Buenos Aires, August 21st. During the first half of 2018, ethanol corn-based production reaches 295,162 cubic meters,  12% above 2017 and 22% above 2016. Total national production, i.e. including ethanol cane-based, reaches 501,840; then, the corn industry supplied 59% of the total.

But only five industries are involved in the corn-based ethanol production. They are ACABio, Promaíz, Bio4, Diaser, and Vicentin. These factories were mounted between 2010 and 2014, impulsed by Biofuels Act, sanctioned in 2006 by National Congress. Its annual capacity range between 60,000 and 140,000 cubic metric; the Rosario Board of Trade (BCR as its Spanish acronym) has estimated a total industry capacity around 517,000 cubic meters per year, equivalent to a consumption of 1.3 million metric tons of corn.

According to an analysis by RIA Consultores, during the last three years, this factories showed a growth from 9% to 38%.

Who is who in this playing? ACA Bio is owned by Argentine largest farmers cooperative ACA in partnership with individual cooperatives. The factory is based in Villa Maria city (Córdoba Province) and its production capacity rounds 140,000 M3 a year.

Promaiz is a joint venture between local Aceitera General Deheza (owned by Urquia family) and global trader Bunge. It’s placed at Alejandro Roca city, also in Cordoba Province and its production capacity rounds 135,000 M3 a year. Bio4 was the pioneer of this industry and is owned by 28 farmers from the Rio Cuarto region, also in Cordoba Province. Annually it can to produce 82,000 M3, the same amount that Diaser, a family company based in Mercedes (San Luis Province). Finally, Vicentin is one of the largest agribusiness players in the country, own of port terminals over Parana River, oilseed crushing, feedlots, and biodiesel factories.
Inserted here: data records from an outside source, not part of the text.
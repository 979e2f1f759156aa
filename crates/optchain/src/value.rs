use indexmap::IndexMap;
use serde::{Deserialize, Serialize};
use std::fmt;

/// A value held in an option parameter bag or a command store.
///
/// `Null` is the absence marker: an option without a `default` seeds `Null`
/// into the store so that every declared key is present after parsing.
#[derive(Debug, Clone, PartialEq, Eq, Default, Serialize, Deserialize)]
#[serde(untagged)]
pub enum Value {
    #[default]
    Null,
    Bool(bool),
    Int(i64),
    Str(String),
}

impl Value {
    pub fn is_null(&self) -> bool {
        matches!(self, Self::Null)
    }

    pub fn as_bool(&self) -> Option<bool> {
        match self {
            Self::Bool(b) => Some(*b),
            _ => None,
        }
    }

    pub fn as_int(&self) -> Option<i64> {
        match self {
            Self::Int(n) => Some(*n),
            _ => None,
        }
    }

    pub fn as_str(&self) -> Option<&str> {
        match self {
            Self::Str(s) => Some(s.as_str()),
            _ => None,
        }
    }
}

impl fmt::Display for Value {
    fn fmt(&self, f: &mut fmt::Formatter<'_>) -> fmt::Result {
        match self {
            Self::Null => f.write_str("None"),
            Self::Bool(true) => f.write_str("True"),
            Self::Bool(false) => f.write_str("False"),
            Self::Int(n) => write!(f, "{n}"),
            Self::Str(s) => f.write_str(s),
        }
    }
}

impl From<bool> for Value {
    fn from(b: bool) -> Self {
        Self::Bool(b)
    }
}

impl From<i64> for Value {
    fn from(n: i64) -> Self {
        Self::Int(n)
    }
}

impl From<i32> for Value {
    fn from(n: i32) -> Self {
        Self::Int(n.into())
    }
}

impl From<&str> for Value {
    fn from(s: &str) -> Self {
        Self::Str(s.to_string())
    }
}

impl From<String> for Value {
    fn from(s: String) -> Self {
        Self::Str(s)
    }
}

impl<T: Into<Value>> From<Option<T>> for Value {
    fn from(v: Option<T>) -> Self {
        v.map(Into::into).unwrap_or(Self::Null)
    }
}

/// Named option parameters (`default`, `required`, `keyname`, ...).
///
/// Insertion order is kept so that help output and metadata dumps are stable.
pub type Params = IndexMap<String, Value>;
Placed at Avellaneda (Santa Fe Province) its bioethanol plant has a capacity of 60,000 M3 a year.

“Our industry (corn ethanol) is running investment to expand the production capacity as we are seeing that sugar cane industry cannot meet the 50/50 target of ethanol supplying to oil companies”, Manuel Ron, chairman of Bio4, says in dialogue with www.eFarmNewsAr.com.  “In fact, this year it was necessary to import 5,000 M3 from Brazil to meet the demand”, Ron added.
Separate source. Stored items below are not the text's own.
use crate::chain::Chain;
use crate::constants::{EXIT_FAILURE, EXIT_SUCCESS};
use crate::error::{CliError, CliResult};
use crate::help;
use crate::optspec::OptSpec;
use crate::scope::Scope;
use crate::state::State;

/// A node of the command tree.
///
/// Only [`optspec`](Command::optspec) and [`name`](Command::name) are
/// required. The spec is built once per command type and must not change
/// between calls; every run builds a fresh [`Chain`] from it.
///
/// Sub-commands are created on demand by
/// [`load_subcommand`](Command::load_subcommand) and run with a store whose
/// parent is the selecting command's store.
pub trait Command {
    fn optspec(&self) -> &OptSpec;

    fn name(&self) -> &str;

    fn summary(&self) -> &str {
        ""
    }

    fn version(&self) -> &str {
        ""
    }

    /// Delayed initialization, called before any argument is parsed.
    fn initialize(&mut self, _scope: &Scope<'_>) -> CliResult<()> {
        Ok(())
    }

    /// Called once the arguments of this command are parsed, before a
    /// sub-command is resolved or [`main`](Command::main) runs.
    fn parsed(&mut self, _scope: &Scope<'_>) -> CliResult<()> {
        Ok(())
    }

    /// Entry point, called with the arguments no option consumed.
    fn main(&mut self, _scope: &Scope<'_>, _argv: Vec<String>) -> CliResult<i32> {
        Ok(self.exit_success())
    }

    fn print_help(&self, _scope: &Scope<'_>) {
        let text = help::render(self.name(), self.summary(), self.optspec());
        print!("{text}");
    }

    fn print_version(&self, _scope: &Scope<'_>) {
        print!("{}", help::version(self.name(), self.version()));
    }

    /// Resolve the sub-command selected on the command line.
    fn load_subcommand(&self, name: &str) -> CliResult<Box<dyn Command + '_>> {
        Err(CliError::UnknownCommand(name.to_string()))
    }

    fn exit_success(&self) -> i32 {
        EXIT_SUCCESS
    }

    fn exit_failure(&self) -> i32 {
        EXIT_FAILURE
    }

    /// Whether `err` is turned into an exit code by this command. Failures
    /// that are not caught propagate to the caller of [`run`].
    fn catches(&self, err: &CliError) -> bool {
        !matches!(err, CliError::Other(_))
    }

    fn on_exit(&mut self, code: i32) -> i32 {
        tracing::debug!(command = self.name(), code, "command exited");
        code
    }

    fn on_error(&mut self, err: &CliError) -> i32 {
        tracing::error!("{}: {}", self.name(), err);
        self.exit_failure()
    }
}

/// Run `cmd` as the root of a command tree and return its exit code.
pub fn run(cmd: &mut dyn Command, argv: &[String]) -> CliResult<i32> {
    run_with_parent(cmd, None, argv)
}

/// Run `cmd` with a fresh store linked to `parent`.
pub fn run_with_parent<'p>(
    cmd: &mut dyn Command,
    parent: Option<&'p Scope<'p>>,
    argv: &[String],
) -> CliResult<i32> {
    let mut scope = Scope::new(parent);
    let res = dispatch(cmd, &mut scope, argv);
    settle(cmd, res)
}

/// Parse `argv` against the option spec of `cmd` into `scope` and return the
/// arguments left over.
pub fn parse_args(
    cmd: &dyn Command,
    scope: &mut Scope<'_>,
    argv: &[String],
) -> CliResult<Vec<String>> {
    let chain = Chain::build(cmd.optspec());
    let mut state = State::new(cmd, scope, argv);
    chain.parse(&mut state)?;
    Ok(state.into_argv())
}

fn dispatch(cmd: &mut dyn Command, scope: &mut Scope<'_>, argv: &[String]) -> CliResult<i32> {
    cmd.initialize(scope)?;
    let rest = parse_args(&*cmd, scope, argv)?;
    cmd.parsed(scope)?;

    if let Some(name) = scope.subcommand_name() {
        tracing::debug!(parent = cmd.name(), command = name, "sub-command selected");
        let mut sub = cmd.load_subcommand(name)?;
        return run_with_parent(sub.as_mut(), Some(&*scope), &rest);
    }
    cmd.main(scope, rest)
}

fn settle(cmd: &mut dyn Command, res: CliResult<i32>) -> CliResult<i32> {
    match res {
        Ok(code) => Ok(code),
        Err(CliError::Exit(code)) => Ok(cmd.on_exit(code)),
        Err(err) if cmd.catches(&err) => Ok(cmd.on_error(&err)),
        Err(err) => Err(err),
    }
}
Since 2016, National Government raised the mandatory blend from 10% to 12% and established that half of them were supplied by corn industry and the other half by sugar cane industry. But this year, as we wrote above, corn industry is supplying near 60%.
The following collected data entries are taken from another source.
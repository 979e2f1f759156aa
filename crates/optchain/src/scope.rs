use indexmap::IndexMap;

use crate::chain::{Chain, Node};
use crate::constants::SUBCOMMAND_SLOT;
use crate::value::Value;

/// The option-value store of one command, linked to its parent's store.
///
/// Lookups fall back to ancestors when a key is locally absent; writes always
/// target the local store.
#[derive(Debug, Default)]
pub struct Scope<'p> {
    opts: IndexMap<String, Value>,
    parent: Option<&'p Scope<'p>>,
}

impl<'p> Scope<'p> {
    pub fn new(parent: Option<&'p Scope<'p>>) -> Self {
        Self {
            opts: IndexMap::new(),
            parent,
        }
    }

    pub fn root() -> Self {
        Self::new(None)
    }

    pub fn child(parent: &'p Scope<'p>) -> Self {
        Self::new(Some(parent))
    }

    pub fn parent(&self) -> Option<&'p Scope<'p>> {
        self.parent
    }

    /// Number of ancestors above this scope.
    pub fn depth(&self) -> usize {
        let mut depth = 0;
        let mut cur = self.parent;
        while let Some(scope) = cur {
            depth += 1;
            cur = scope.parent;
        }
        depth
    }

    pub fn set_optval(&mut self, key: impl Into<String>, value: impl Into<Value>) {
        self.opts.insert(key.into(), value.into());
    }

    /// Value of `key` from the nearest scope that holds it.
    pub fn lookup(&self, key: &str) -> Option<&Value> {
        if let Some(v) = self.opts.get(key) {
            return Some(v);
        }
        let mut cur = self.parent;
        while let Some(scope) = cur {
            if let Some(v) = scope.opts.get(key) {
                return Some(v);
            }
            cur = scope.parent;
        }
        None
    }

    /// Value of `key` from the nearest scope that holds it, else `default`.
    pub fn get_optval(&self, key: &str, default: impl Into<Value>) -> Value {
        match self.lookup(key) {
            Some(v) => v.clone(),
            None => default.into(),
        }
    }

    /// Value of `key` in this scope only.
    pub fn local(&self, key: &str) -> Option<&Value> {
        self.opts.get(key)
    }

    pub fn contains_local(&self, key: &str) -> bool {
        self.opts.contains_key(key)
    }

    pub fn opts(&self) -> &IndexMap<String, Value> {
        &self.opts
    }

    /// Seed the defaults of every option in `chain` without touching keys
    /// that are already set.
    pub fn set_opts_defaults(&mut self, chain: &Chain<'_>) {
        for node in chain.nodes() {
            match node {
                Node::Positional(opt) => self.seed(opt.keyname(), opt.get_default()),
                Node::Options(set) => {
                    for opt in set.long_opts().values() {
                        self.seed(opt.keyname(), opt.get_default());
                    }
                }
            }
        }
    }

    fn seed(&mut self, key: &str, value: &Value) {
        if !self.opts.contains_key(key) {
            self.opts.insert(key.to_string(), value.clone());
        }
    }

    /// The sub-command name selected in this scope, if any.
    pub fn subcommand_name(&self) -> Option<&str> {
        self.opts
            .get(SUBCOMMAND_SLOT)
            .and_then(Value::as_str)
            .filter(|name| !name.is_empty())
    }

    /// Every visible key with the value a lookup would return, outermost
    /// scope first.
    pub fn snapshot(&self) -> IndexMap<String, Value> {
        let mut chain = vec![self];
        let mut cur = self.parent;
        while let Some(scope) = cur {
            chain.push(scope);
            cur = scope.parent;
        }

        let mut out = IndexMap::new();
        for scope in chain.into_iter().rev() {
            for (k, v) in &scope.opts {
                out.insert(k.clone(), v.clone());
            }
        }
        out
    }
}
“Bio4 worked at 110% of its capacity and the other companies also overpassed its capacity; this is the reason why the companies are revamping its facilities to cover the demand in 2019 and 2020”, Ron explains.

But there is no news about projects for mount new corn ethanol plants. “Currently the corn ethanol prices around 0.54 dollar; this is a real competitive price against fossil fuels, but these prices don’t permit to thinking in investments for new plants, only to expand the capacity of the current ones”, Ron opines.

Also, there are rumors that Government is thinking to go out of the mandatory blend scheme to a free market one, where biofuels compete with fossil fuels in the gas station. Otherwise, only to raise the blend to 15% will be the only way to expand this added value industry.